S E C T I O N   P R E M I E R E.

Histoire abrégée de l'Orgue.

I A P R E N D R E le mot Orgue dans sa signification primitive, son origine remonte jusqu'à l'époque de la premiere invention des Arts. Dans les temps les plus reculés, on donnoit le nom d'Orgue à toutes sortes d'outils ou instruments dont on se servoit pour quelque ouvrage que ce fût. Par la suite, il fut particulièrement affecté aux Instruments de musique en général. Dans des temps moins éloignés, on l'employa pour désigner tous les Instruments à vent ; & enfin, on n'entendoit plus par le terme Orgue, qu'un assemblage de tuyaux réunis, dont la composition & le mélange plus ou moins variés, produisoient un concert plus ou moins agréable, selon le génie des différents Artistes.

     Quelques Auteurs ont donné le nom d'Orgue à tout concert de personnes qui chantent ensemble, & d'autres à un nombre de Joueurs de flûtes. Les Commentateurs de l'Ecriture Sainte le restraignent aux seuls Instruments à vent. Lorsqu'il est dit dans la Genèse que Jubal, l'un des enfants de Lamech, fut le pere ou l'instituteur des Joueurs de Cythare & des Joueurs d'Orgue ; ils pensent que le terme de Cythare comprend tous les Instruments à corde [sic], & celui d'Orgue, tous les Instruments à vent (a). Le mot Hébreu que la Vulgate rend par Organum, est rendu par Abuba (b) dans la version Chaldaïque ; & l'on voit que ce dernier terme répond assez à Ambubajarum Collegia dont se sert Horace en parlant des Joueurs de flûte ou d'orgues antiques venues de Syrie.
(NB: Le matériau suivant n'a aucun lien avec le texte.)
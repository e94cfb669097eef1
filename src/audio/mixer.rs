// Audio mixer - NES APU non-linear mixing
//
// The 2A03 sums its channels through a resistor network whose output is not
// linear in the channel levels. Both halves of the network are approximated
// with lookup tables computed once per process.

use std::sync::LazyLock;

use crate::apu::constants::{PULSE_TABLE_LEN, TND_TABLE_LEN};

/// Pulse mixer table, indexed by pulse1 + pulse2 (0-30)
static PULSE_TABLE: LazyLock<[f32; PULSE_TABLE_LEN]> = LazyLock::new(|| {
    let mut table = [0.0; PULSE_TABLE_LEN];
    for (n, entry) in table.iter_mut().enumerate().skip(1) {
        *entry = 95.52 / (8128.0 / n as f32 + 100.0);
    }
    table
});

/// Triangle/noise/DMC mixer table, indexed by 3 * triangle + 2 * noise + dmc (0-202)
static TND_TABLE: LazyLock<[f32; TND_TABLE_LEN]> = LazyLock::new(|| {
    let mut table = [0.0; TND_TABLE_LEN];
    for (n, entry) in table.iter_mut().enumerate().skip(1) {
        *entry = 163.67 / (24329.0 / n as f32 + 100.0);
    }
    table
});

/// APU mixer using the lookup-table approximation of the NES mixer
///
/// ```text
/// pulse_out = pulse_table[pulse1 + pulse2]
/// tnd_out   = tnd_table[3 * triangle + 2 * noise + dmc]
/// output    = pulse_out + tnd_out
/// ```
///
/// The output is in [0.0, 1.0], with silence at exactly 0.0.
#[derive(Debug, Clone, Copy)]
pub struct Mixer {
    pulse_table: &'static [f32; PULSE_TABLE_LEN],
    tnd_table: &'static [f32; TND_TABLE_LEN],
}

impl Mixer {
    /// Create a new mixer, building the tables on first use
    pub fn new() -> Self {
        Self {
            pulse_table: &PULSE_TABLE,
            tnd_table: &TND_TABLE,
        }
    }

    /// Mix all APU channels
    ///
    /// # Arguments
    ///
    /// * `pulse1` - Pulse channel 1 output (0-15)
    /// * `pulse2` - Pulse channel 2 output (0-15)
    /// * `triangle` - Triangle channel output (0-15)
    /// * `noise` - Noise channel output (0-15)
    /// * `dmc` - DMC channel output (0-127)
    ///
    /// # Returns
    ///
    /// Mixed level in range [0.0, 1.0]
    pub fn mix(&self, pulse1: u8, pulse2: u8, triangle: u8, noise: u8, dmc: u8) -> f32 {
        self.pulse_out(pulse1, pulse2) + self.tnd_out(triangle, noise, dmc)
    }

    /// Pulse half of the mixer
    pub fn pulse_out(&self, pulse1: u8, pulse2: u8) -> f32 {
        debug_assert!(pulse1 < 16 && pulse2 < 16);
        self.pulse_table[(pulse1 as usize + pulse2 as usize).min(PULSE_TABLE_LEN - 1)]
    }

    /// Triangle/noise/DMC half of the mixer
    pub fn tnd_out(&self, triangle: u8, noise: u8, dmc: u8) -> f32 {
        debug_assert!(triangle < 16 && noise < 16 && dmc < 128);
        let index = 3 * triangle as usize + 2 * noise as usize + dmc as usize;
        self.tnd_table[index.min(TND_TABLE_LEN - 1)]
    }
}

impl Default for Mixer {
    fn default() -> Self {
        Self::new()
    }
}
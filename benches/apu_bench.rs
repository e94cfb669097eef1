// APU Benchmarks
// Per-cycle cost of the synthesis pipeline and its stages

use criterion::{criterion_group, criterion_main, Criterion, Throughput};
use nes_apu::{Apu, AudioConfig, MemoryMappedDevice, Mixer, Resampler};
use std::hint::black_box;

/// CPU cycles in one NTSC video frame
const CYCLES_PER_FRAME: u64 = 29_781;

/// APU with every channel producing sound
fn busy_apu() -> Apu {
    // Large enough that a benchmark run never hits the full-buffer path
    let config = AudioConfig::new().with_buffer_capacity(1 << 24);
    let mut apu = Apu::with_config(&config);

    let writes: [(u16, u8); 14] = [
        (0x4015, 0x1F),
        (0x4000, 0xBF),
        (0x4002, 0xFD),
        (0x4003, 0x08),
        (0x4004, 0x7F),
        (0x4005, 0x9A),
        (0x4006, 0x80),
        (0x4007, 0x09),
        (0x4008, 0xFF),
        (0x400A, 0x40),
        (0x400B, 0x08),
        (0x400C, 0x3F),
        (0x400E, 0x04),
        (0x400F, 0x08),
    ];
    for (addr, data) in writes {
        apu.write(addr, data);
    }
    apu.write(0x4010, 0x4F);
    apu
}

fn bench_apu_step(c: &mut Criterion) {
    let mut group = c.benchmark_group("apu_step");

    group.bench_function("single_cycle", |b| {
        let mut apu = busy_apu();
        let reader = apu.stream_reader();

        b.iter(|| {
            apu.step();
            if apu.dmc_sample_request().is_some() {
                apu.load_dmc_sample(0xA5);
            }
            if reader.available() > 1 << 20 {
                reader.pull();
            }
        });
    });

    group.throughput(Throughput::Elements(CYCLES_PER_FRAME));
    group.bench_function("one_frame", |b| {
        let mut apu = busy_apu();
        let reader = apu.stream_reader();

        b.iter(|| {
            for _ in 0..CYCLES_PER_FRAME {
                apu.step();
                if apu.dmc_sample_request().is_some() {
                    apu.load_dmc_sample(0xA5);
                }
            }
            black_box(reader.pull());
        });
    });

    group.finish();
}

fn bench_mixer(c: &mut Criterion) {
    let mixer = Mixer::new();

    c.bench_function("mixer_mix", |b| {
        b.iter(|| {
            let mut total = 0.0;
            for level in 0..16u8 {
                total += mixer.mix(
                    black_box(level),
                    black_box(15 - level),
                    black_box(level),
                    black_box(level),
                    black_box(level * 8),
                );
            }
            total
        });
    });
}

fn bench_resampler(c: &mut Criterion) {
    c.bench_function("resampler_push", |b| {
        let mut resampler = Resampler::ntsc(44_100);
        let mut level = 0.0f32;

        b.iter(|| {
            level = (level + 0.013) % 1.0;
            black_box(resampler.push(black_box(level)))
        });
    });
}

criterion_group!(benches, bench_apu_step, bench_mixer, bench_resampler);
criterion_main!(benches);
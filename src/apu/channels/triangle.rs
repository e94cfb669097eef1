//! Triangle wave channel implementation

use serde::{Deserialize, Serialize};

use super::{require, Channel, RangeCheck, TimerCadence};
use crate::apu::components::{
    LengthCounter, LinearCounter, Timer, TriangleSequencer, WaveformGenerator,
};

/// Periods below this are ultrasonic; the sequencer is frozen and the channel muted
const MIN_TIMER_PERIOD: u16 = 2;

/// Triangle wave channel for bass and melody sounds
///
/// Has no volume control. The sequencer only advances while both the
/// linear counter and the length counter are non-zero.
#[derive(Debug, Clone, Serialize, Deserialize)]
pub struct TriangleChannel {
    /// Raw register bytes
    pub(crate) registers: [u8; 4],
    /// Linear counter
    pub(crate) linear_counter: LinearCounter,
    /// Length counter
    pub(crate) length_counter: LengthCounter,
    /// Timer
    pub(crate) timer: Timer,
    /// 32-step sequencer
    pub(crate) sequencer: TriangleSequencer,
}

impl Default for TriangleChannel {
    fn default() -> Self {
        Self::new()
    }
}

impl TriangleChannel {
    const CADENCE: TimerCadence = TimerCadence::CpuCycle;

    /// Create a new triangle channel
    pub fn new() -> Self {
        Self {
            registers: [0; 4],
            linear_counter: LinearCounter::new(),
            length_counter: LengthCounter::new(),
            timer: Timer::with_min_period(MIN_TIMER_PERIOD),
            sequencer: TriangleSequencer::new(),
        }
    }

    fn is_gated_open(&self) -> bool {
        self.linear_counter.is_active() && self.length_counter.is_active()
    }

    pub fn check_ranges(&self) -> RangeCheck {
        require(self.sequencer.is_in_range(), "sequencer")?;
        require(self.linear_counter.is_in_range(), "linear_counter")?;
        require(self.timer.is_in_range(), "timer")
    }
}

impl Channel for TriangleChannel {
    fn write_register(&mut self, index: u8, data: u8) {
        let index = index & 0x03;
        self.registers[index as usize] = data;

        match index {
            0 => {
                // Control bit doubles as length counter halt
                self.length_counter.set_halt((data & 0x80) != 0);
                self.linear_counter.write_control(data);
            }
            1 => {} // unused
            2 => self.timer.set_period_low8(data),
            _ => {
                self.timer.set_period_high3(data & 0x07);
                self.length_counter.load(data >> 3);
                self.linear_counter.set_reload_flag();
            }
        }
    }

    fn registers(&self) -> &[u8; 4] {
        &self.registers
    }

    fn clock_timer(&mut self, cpu_cycle: u64) {
        if Self::CADENCE.is_due(cpu_cycle) && self.timer.clock() && self.is_gated_open() {
            self.sequencer.clock();
        }
    }

    fn clock_quarter_frame(&mut self) {
        self.linear_counter.clock();
    }

    fn clock_half_frame(&mut self) {
        self.length_counter.clock();
    }

    fn set_enabled(&mut self, enabled: bool) {
        self.length_counter.set_enabled(enabled);
    }

    fn is_active(&self) -> bool {
        self.length_counter.is_active()
    }

    /// 0-15
    fn output(&self) -> u8 {
        if !self.is_gated_open() || self.timer.period() < MIN_TIMER_PERIOD {
            return 0;
        }
        self.sequencer.output()
    }
}
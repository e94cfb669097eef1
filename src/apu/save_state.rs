// Save state functionality
//
// Serializes the complete emulation state of the APU so playback can be
// restored at an exact cycle. The sample stream is not part of the state.

use serde::{Deserialize, Serialize};
use thiserror::Error;

use super::channels::{DmcChannel, NoiseChannel, PulseChannel, TriangleChannel};
use super::components::FrameSequencer;
use crate::audio::Resampler;

/// Current save state format version
pub const SAVE_STATE_VERSION: u32 = 1;

/// Errors that can occur during save state operations
#[derive(Debug, Error)]
pub enum SaveStateError {
    #[error("serialization error: {0}")]
    Serialization(#[from] serde_json::Error),

    #[error("version mismatch: expected {expected}, found {found}")]
    VersionMismatch { expected: u32, found: u32 },

    #[error("invalid save state: {unit} {field} out of range")]
    InvalidState {
        unit: &'static str,
        field: &'static str,
    },
}

/// Emulation state of every APU unit
#[derive(Debug, Clone, Serialize, Deserialize)]
pub struct ApuState {
    pub(crate) pulse1: PulseChannel,
    pub(crate) pulse2: PulseChannel,
    pub(crate) triangle: TriangleChannel,
    pub(crate) noise: NoiseChannel,
    pub(crate) dmc: DmcChannel,
    pub(crate) frame_sequencer: FrameSequencer,
    pub(crate) resampler: Resampler,
    /// CPU cycles since power-on
    pub(crate) cycle: u64,
}

impl ApuState {
    /// Reject values the register interface can never produce
    ///
    /// The channels index fixed tables with these fields, so a hand-edited
    /// or corrupted state has to be stopped before it reaches `Apu::step`.
    pub fn validate(&self) -> Result<(), SaveStateError> {
        let units = [
            ("pulse1", self.pulse1.check_ranges()),
            ("pulse2", self.pulse2.check_ranges()),
            ("triangle", self.triangle.check_ranges()),
            ("noise", self.noise.check_ranges()),
            ("dmc", self.dmc.check_ranges()),
        ];
        for (unit, check) in units {
            check.map_err(|field| SaveStateError::InvalidState { unit, field })?;
        }

        if !self.resampler.is_in_range() {
            return Err(SaveStateError::InvalidState {
                unit: "resampler",
                field: "cycles_per_sample",
            });
        }
        Ok(())
    }
}

/// Versioned, timestamped APU save state
#[derive(Debug, Clone, Serialize, Deserialize)]
pub struct ApuSaveState {
    /// Version number for compatibility checking
    pub(crate) version: u32,

    /// Timestamp when the save state was created (RFC 3339)
    pub(crate) timestamp: String,

    pub(crate) state: ApuState,
}

impl ApuSaveState {
    pub(crate) fn new(state: ApuState) -> Self {
        Self {
            version: SAVE_STATE_VERSION,
            timestamp: chrono::Local::now().to_rfc3339(),
            state,
        }
    }

    /// Serialize to a JSON string
    pub fn to_json(&self) -> Result<String, SaveStateError> {
        Ok(serde_json::to_string(self)?)
    }

    /// Deserialize from a JSON string, checking the format version and
    /// the ranges of every field
    pub fn from_json(json: &str) -> Result<Self, SaveStateError> {
        let save_state: Self = serde_json::from_str(json)?;
        save_state.check()?;
        Ok(save_state)
    }

    /// Version check followed by [`ApuState::validate`]
    pub(crate) fn check(&self) -> Result<(), SaveStateError> {
        if self.version != SAVE_STATE_VERSION {
            return Err(SaveStateError::VersionMismatch {
                expected: SAVE_STATE_VERSION,
                found: self.version,
            });
        }
        self.state.validate()
    }

    pub fn version(&self) -> u32 {
        self.version
    }

    pub fn timestamp(&self) -> &str {
        &self.timestamp
    }

    /// CPU cycle the state was captured at
    pub fn cycle(&self) -> u64 {
        self.state.cycle
    }
}
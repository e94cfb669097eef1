//! Programmable countdown divider, the clock-division primitive shared by
//! the timers, the envelope and the sweep unit

use serde::{Deserialize, Serialize};

/// Countdown divider
///
/// Outputs one clock for every `period + 1` input clocks. Changing the period
/// does not touch the current count; the new value is picked up on the next
/// reload.
#[derive(Debug, Clone, Default, PartialEq, Eq, Serialize, Deserialize)]
pub struct Divider {
    /// Reload value
    period: u16,
    /// Current count (0..=period)
    counter: u16,
}

impl Divider {
    pub fn new() -> Self {
        Self {
            period: 0,
            counter: 0,
        }
    }

    /// Set the reload value without touching the counter
    pub fn set_period(&mut self, period: u16) {
        self.period = period;
    }

    /// Get the reload value
    pub fn period(&self) -> u16 {
        self.period
    }

    /// Get the current count
    pub fn counter(&self) -> u16 {
        self.counter
    }

    /// Reload the counter from the period (phase restart)
    pub fn reset_counter(&mut self) {
        self.counter = self.period;
    }

    /// Clock the divider
    /// Returns true when the divider fires (counter was 0 and has been reloaded)
    pub fn clock(&mut self) -> bool {
        if self.counter == 0 {
            self.counter = self.period;
            true
        } else {
            self.counter -= 1;
            false
        }
    }
}

#[cfg(test)]
mod tests {
    use super::*;

    #[test]
    fn test_divider_new() {
        let divider = Divider::new();
        assert_eq!(divider.period(), 0);
        assert_eq!(divider.counter(), 0);
    }

    #[test]
    fn test_divider_period_zero_fires_every_clock() {
        let mut divider = Divider::new();
        for _ in 0..10 {
            assert!(divider.clock());
        }
    }

    #[test]
    fn test_divider_fires_once_per_period_plus_one() {
        for period in [1u16, 2, 5, 17] {
            let mut divider = Divider::new();
            divider.set_period(period);
            divider.reset_counter();

            let mut fired_at = Vec::new();
            for call in 1..=(period as usize + 1) * 4 {
                if divider.clock() {
                    fired_at.push(call);
                }
            }

            // First firing on the (P+1)-th call, then every P+1 calls
            let step = period as usize + 1;
            let expected: Vec<usize> = (1..=4).map(|n| n * step).collect();
            assert_eq!(fired_at, expected, "period {}", period);
        }
    }

    #[test]
    fn test_divider_set_period_keeps_counter() {
        let mut divider = Divider::new();
        divider.set_period(10);
        divider.reset_counter();
        divider.clock();
        assert_eq!(divider.counter(), 9);

        divider.set_period(3);
        assert_eq!(divider.counter(), 9);
        assert_eq!(divider.period(), 3);
    }

    #[test]
    fn test_divider_reload_uses_new_period() {
        let mut divider = Divider::new();
        divider.set_period(2);
        divider.reset_counter();

        divider.clock(); // 2 -> 1
        divider.set_period(5);
        divider.clock(); // 1 -> 0
        assert!(divider.clock()); // fires and reloads from the new period
        assert_eq!(divider.counter(), 5);
    }
}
     Le terme latin Organum se rencontre très-souvent dans l'Ecriture Sainte. Le saint homme Job décrivant la prospérité des Impies, dit qu'ils jouent du tambour (c) & de la harpe, & qu'ils se réjouissent au son de l'Orgue. Venant ensuite à la description [p. ij.] de ses malheurs, il dit que son Orgue (d) s'est changé en une voix plaintive. L'Orgue est aussi nommé dans le Pseaume 150 (e), & mis au rang des Instruments qui servoient à la louange de Dieu ; mais c'étoient des Instruments bien différents de nos Orgues. L'expression dont se sert l'Auteur du Pseaume 136, pour marquer la tristesse où les Enfants d'Israël étoient réduits durant la captivité de Babylone, prouve que leurs Orgues étoient des Instruments portatifs & fort légers. Nous (f) avons, dit-il, suspendu nos Orgues aux saules qui sont au milieu de Babylone.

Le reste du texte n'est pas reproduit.